Ein neugeweihter Priester machte sich sehr viele Gedanken um seine erste Hochzeitspredigt. Auf einem Spaziergang begegnete er einer alten Frau, der er seine Schwierigkeiten gestand: "Eigentlich weiß ich nicht, was ich den Brautleuten sagen soll!"

"Ach", antwortete sie spontan, "sagen Sie ihnen doch, sie sollen einander immer wieder verzeihen.

 

Einander immer wieder verzeihen!

 

Kennen Sie einen wertvollen Vorsatz für das Weihnachtsfest, an dem die Engel vom himmlischen Frieden singen? Ist es nicht unser aller sehnlichster Wunsch, gerade zu Weihnachten mit allen Menschen in Frieden zu sein, im Herzen versöhnt das Fest zu feiern?

 

Der Advent lädt uns ein, uns auf die Ankunft Christi vorzubereiten, indem wir einander vergeben, uns gegenseitig verzeihen. Fangen wir heute damit an, am besten bei denen, die uns am nächsten sind.

 

Ich wünsche Ihnen für den heutigen Tag viel inneren Frieden und vor allem den Mut und die Kraft, immer wieder zu verzeihen. Dann können wir auch ehrlichen Herzens die Bitte im Vater Unser sprechen: Vergib uns unsere Schuld wie auch wir vergeben, wie auch ich vergebe unseren Schuldigern.

 

 

Samstag, 15. Dezember 2001

 

Teilen

Vor einigen Tagen habe ich von meinem ehemaligen Schüler Stefan einen Brief bekommen, der mir sehr zu denken gab.
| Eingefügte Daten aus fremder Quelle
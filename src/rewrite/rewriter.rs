// Import rewriter - points relative imports in hashed JS files at their
// hashed siblings.
//
// A file is read, rewritten fully in memory and written back once. Files
// where nothing resolved are never written.

use anyhow::{Context, Result};
use serde::{Deserialize, Serialize};
use std::fs;
use std::io::{ErrorKind, Write};
use std::path::{Path, PathBuf};
use tempfile::NamedTempFile;
use tracing::{debug, info, warn};

use super::imports::{scan_imports, unique_relative};
use super::paths::{is_hashed_file, lookup_key, replacement_for, resolve_reference};
use super::report::{FileOutcome, FileResult, RewriteReport};
use crate::errors::RewriteError;
use crate::manifest::Manifest;

/// What to do when a relative import has no manifest entry.
#[derive(Debug, Clone, Copy, Default, PartialEq, Eq, Serialize, Deserialize)]
#[serde(rename_all = "lowercase")]
pub enum MissPolicy {
    /// Log a warning and leave that import alone. Partial manifests are
    /// normal during incremental builds.
    #[default]
    Warn,
    /// Treat the file as failed and leave it untouched.
    Fail,
}

#[derive(Debug, Clone, Default)]
pub struct RewriteOptions {
    /// Prefix stripped from resolved import paths to form manifest keys.
    pub static_root: String,
    pub on_missing: MissPolicy,
    /// Compute everything, write nothing.
    pub dry_run: bool,
}

/// A file handed to the rewriter by the file-set expansion (or built by hand).
#[derive(Debug, Clone, PartialEq, Eq)]
pub struct FileDescriptor {
    /// File to read.
    pub src: PathBuf,
    /// Where to write; `None` rewrites `src` in place.
    pub dest: Option<PathBuf>,
    /// `/`-separated name imports are resolved against.
    pub name: String,
}

impl FileDescriptor {
    pub fn new(src: impl Into<PathBuf>) -> Self {
        let src = src.into();
        let name = src.to_string_lossy().replace('\\', "/");
        Self {
            src,
            dest: None,
            name,
        }
    }

    pub fn with_dest(mut self, dest: impl Into<PathBuf>) -> Self {
        self.dest = Some(dest.into());
        self
    }

    pub fn with_name(mut self, name: impl Into<String>) -> Self {
        self.name = name.into();
        self
    }

    fn output_path(&self) -> &Path {
        self.dest.as_deref().unwrap_or(&self.src)
    }

    fn writes_in_place(&self) -> bool {
        self.dest.as_deref().map_or(true, |d| d == self.src)
    }
}

/// Result of rewriting one file's content in memory.
#[derive(Debug, Clone, PartialEq, Eq)]
pub struct ContentRewrite {
    /// New content, if anything changed.
    pub content: Option<String>,
    pub replacements: usize,
    pub unresolved: Vec<String>,
}

pub struct Rewriter<'m> {
    manifest: &'m Manifest,
    options: RewriteOptions,
}

impl<'m> Rewriter<'m> {
    pub fn new(manifest: &'m Manifest, options: RewriteOptions) -> Self {
        Self { manifest, options }
    }

    /// Rewrite every resolvable `./` import in `content`.
    ///
    /// `name` is the importing file's path as the manifest sees it.
    pub fn rewrite_content(&self, name: &str, content: &str) -> ContentRewrite {
        let refs = scan_imports(content);
        let mut updated = content.to_string();
        let mut replacements = 0;
        let mut unresolved = Vec::new();

        for path in unique_relative(&refs) {
            if is_hashed_file(Path::new(path)) {
                // already points at a hashed file
                continue;
            }

            let resolved = resolve_reference(name, path);
            let key = lookup_key(&resolved, &self.options.static_root);

            let Some(hashed) = self.manifest.lookup(key, &self.options.static_root) else {
                unresolved.push(path.to_string());
                continue;
            };

            let replacement = replacement_for(path, hashed);
            if replacement == path {
                continue;
            }

            for quote in ['\'', '"'] {
                let needle = format!("{quote}{path}{quote}");
                let count = updated.matches(&needle).count();
                if count > 0 {
                    updated = updated.replace(&needle, &format!("{quote}{replacement}{quote}"));
                    replacements += count;
                }
            }
            debug!(file = name, import = path, %replacement, "resolved import");
        }

        let content = (replacements > 0 && updated != content).then_some(updated);
        ContentRewrite {
            content,
            replacements,
            unresolved,
        }
    }

    /// Process one file: filter, read, rewrite, write.
    pub fn process(&self, file: &FileDescriptor) -> FileResult {
        let (outcome, unresolved) = self.process_inner(file);
        FileResult {
            path: file.src.clone(),
            outcome,
            unresolved,
        }
    }

    fn process_inner(&self, file: &FileDescriptor) -> (FileOutcome, Vec<String>) {
        if !is_hashed_file(&file.src) {
            return (FileOutcome::NotHashed, Vec::new());
        }

        let content = match fs::read_to_string(&file.src) {
            Ok(c) => c,
            Err(e) if e.kind() == ErrorKind::NotFound => {
                warn!(path = %file.src.display(), "Source file not found, skipping");
                return (FileOutcome::Missing, Vec::new());
            }
            Err(e) => {
                let error = format!("failed to read {}: {}", file.src.display(), e);
                warn!(path = %file.src.display(), error = %e, "Failed to read source file");
                return (FileOutcome::Failed { error }, Vec::new());
            }
        };

        let rewrite = self.rewrite_content(&file.name, &content);

        for path in &rewrite.unresolved {
            warn!(
                file = %file.src.display(),
                import = %path,
                "No manifest entry for import, leaving it unchanged"
            );
        }

        if self.options.on_missing == MissPolicy::Fail && !rewrite.unresolved.is_empty() {
            let error = format!(
                "no manifest entry for {}",
                rewrite.unresolved.join(", ")
            );
            return (FileOutcome::Failed { error }, rewrite.unresolved);
        }

        let Some(updated) = rewrite.content else {
            return (FileOutcome::Unchanged, rewrite.unresolved);
        };

        if !self.options.dry_run {
            if let Err(e) = write_output(file, &updated) {
                return (
                    FileOutcome::Failed {
                        error: format!("{e:#}"),
                    },
                    rewrite.unresolved,
                );
            }
        }

        (
            FileOutcome::Rewritten {
                replacements: rewrite.replacements,
            },
            rewrite.unresolved,
        )
    }

    /// Process every file in order.
    ///
    /// Keeps going after a per-file failure, then returns
    /// `RewriteError::FilesFailed` so the caller still sees a failed run.
    pub fn run<'a, I>(&self, files: I) -> Result<RewriteReport, RewriteError>
    where
        I: IntoIterator<Item = &'a FileDescriptor>,
    {
        let mut report = RewriteReport::new(self.options.dry_run);

        for file in files {
            let result = self.process(file);
            if let FileOutcome::Failed { error } = &result.outcome {
                warn!(path = %file.src.display(), %error, "File failed");
            }
            report.outcomes.push(result);
        }

        info!(
            files = report.outcomes.len(),
            modified = report.files_modified(),
            dry_run = report.dry_run,
            "Rewrite finished"
        );

        if report.has_failures() {
            return Err(RewriteError::FilesFailed {
                report: Box::new(report),
            });
        }
        Ok(report)
    }
}

/// Load the manifest, then rewrite `files`.
///
/// A manifest problem fails the whole run before any file is opened.
pub fn run_task(
    manifest_path: &Path,
    files: &[FileDescriptor],
    options: RewriteOptions,
) -> Result<RewriteReport, RewriteError> {
    let manifest = Manifest::load(manifest_path)?;
    info!(
        manifest = %manifest_path.display(),
        entries = manifest.len(),
        "Loaded manifest"
    );
    Rewriter::new(&manifest, options).run(files)
}

/// Write through a temp file in the target's directory, then persist it
/// over the target.
///
/// In-place writes follow symlinks, so the linked file is the one replaced.
/// The source file's permissions carry over to the output. The temp file
/// is removed on any failure.
fn write_output(file: &FileDescriptor, content: &str) -> Result<()> {
    let target = if file.writes_in_place() {
        fs::canonicalize(&file.src)
            .with_context(|| format!("Failed to resolve {}", file.src.display()))?
    } else {
        let dest = file.output_path();
        if let Some(parent) = dest.parent() {
            fs::create_dir_all(parent)
                .with_context(|| format!("Failed to create directory {}", parent.display()))?;
        }
        dest.to_path_buf()
    };

    let dir = target
        .parent()
        .filter(|p| !p.as_os_str().is_empty())
        .unwrap_or_else(|| Path::new("."));
    let mut temp = NamedTempFile::new_in(dir)
        .with_context(|| format!("Failed to create temp file in {}", dir.display()))?;

    temp.write_all(content.as_bytes())
        .with_context(|| format!("Failed to write to {}", temp.path().display()))?;

    let permissions = fs::metadata(&file.src)
        .with_context(|| format!("Failed to read metadata of {}", file.src.display()))?
        .permissions();
    temp.as_file()
        .set_permissions(permissions)
        .with_context(|| format!("Failed to set permissions on {}", temp.path().display()))?;

    temp.persist(&target)
        .map_err(|e| e.error)
        .with_context(|| format!("Failed to replace {}", target.display()))?;

    Ok(())
}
Ich darf Ihnen einen Ausschnitt daraus vorlesen:

 

In wenigen Wochen ist wieder Weihnachten. Die entsprechenden Dekorationen hängen schon seit Anfang November, und der alljährliche Kaufrausch hat ebenfalls bereits begonnen. Erste kritische Stimmen zum "Konsumfest" wurden auch schon laut. Die vielfach geübte Kritik am vorweihnachtlichen Geschenke-Kaufen führt jedoch leider zunehmend dazu, dass die grundsätzlich positive Geste des Schenkens in Misskredit gerät.

 

Meine Frau und ich haben letztes Jahr damit begonnen. Weihnachtseinkäufe nach folgendem Modell vorzunehmen: Für jeden Schilling, der für Weihnachtsgeschenke aufgewendet wird, spenden wir einen weiteren Schilling für einen guten Zweck.

 

"Die Hälfte für die Lieben – die Hälfte für die Armen" – so nennt Stefan dieses sein Modell. Vielleicht möchten Sie sich dieser tollen Idee anschließen, denn gerade der Advent lädt uns ja wieder ein zum Teilen, zu solidarischen Gesten.

 

Wer teilt, macht immer die beglückende Erfahrung, dass Teilen reichlich belohnt wird. "Geteilte Freude ist doppelte Freude", sagt der Volksmund. Und Christus sagt: "Gebt, dann wird auch euch gegeben werden!"

 

Ich wünsche Ihnen eine gesegnete Adventzeit und viel Freude beim Teilen!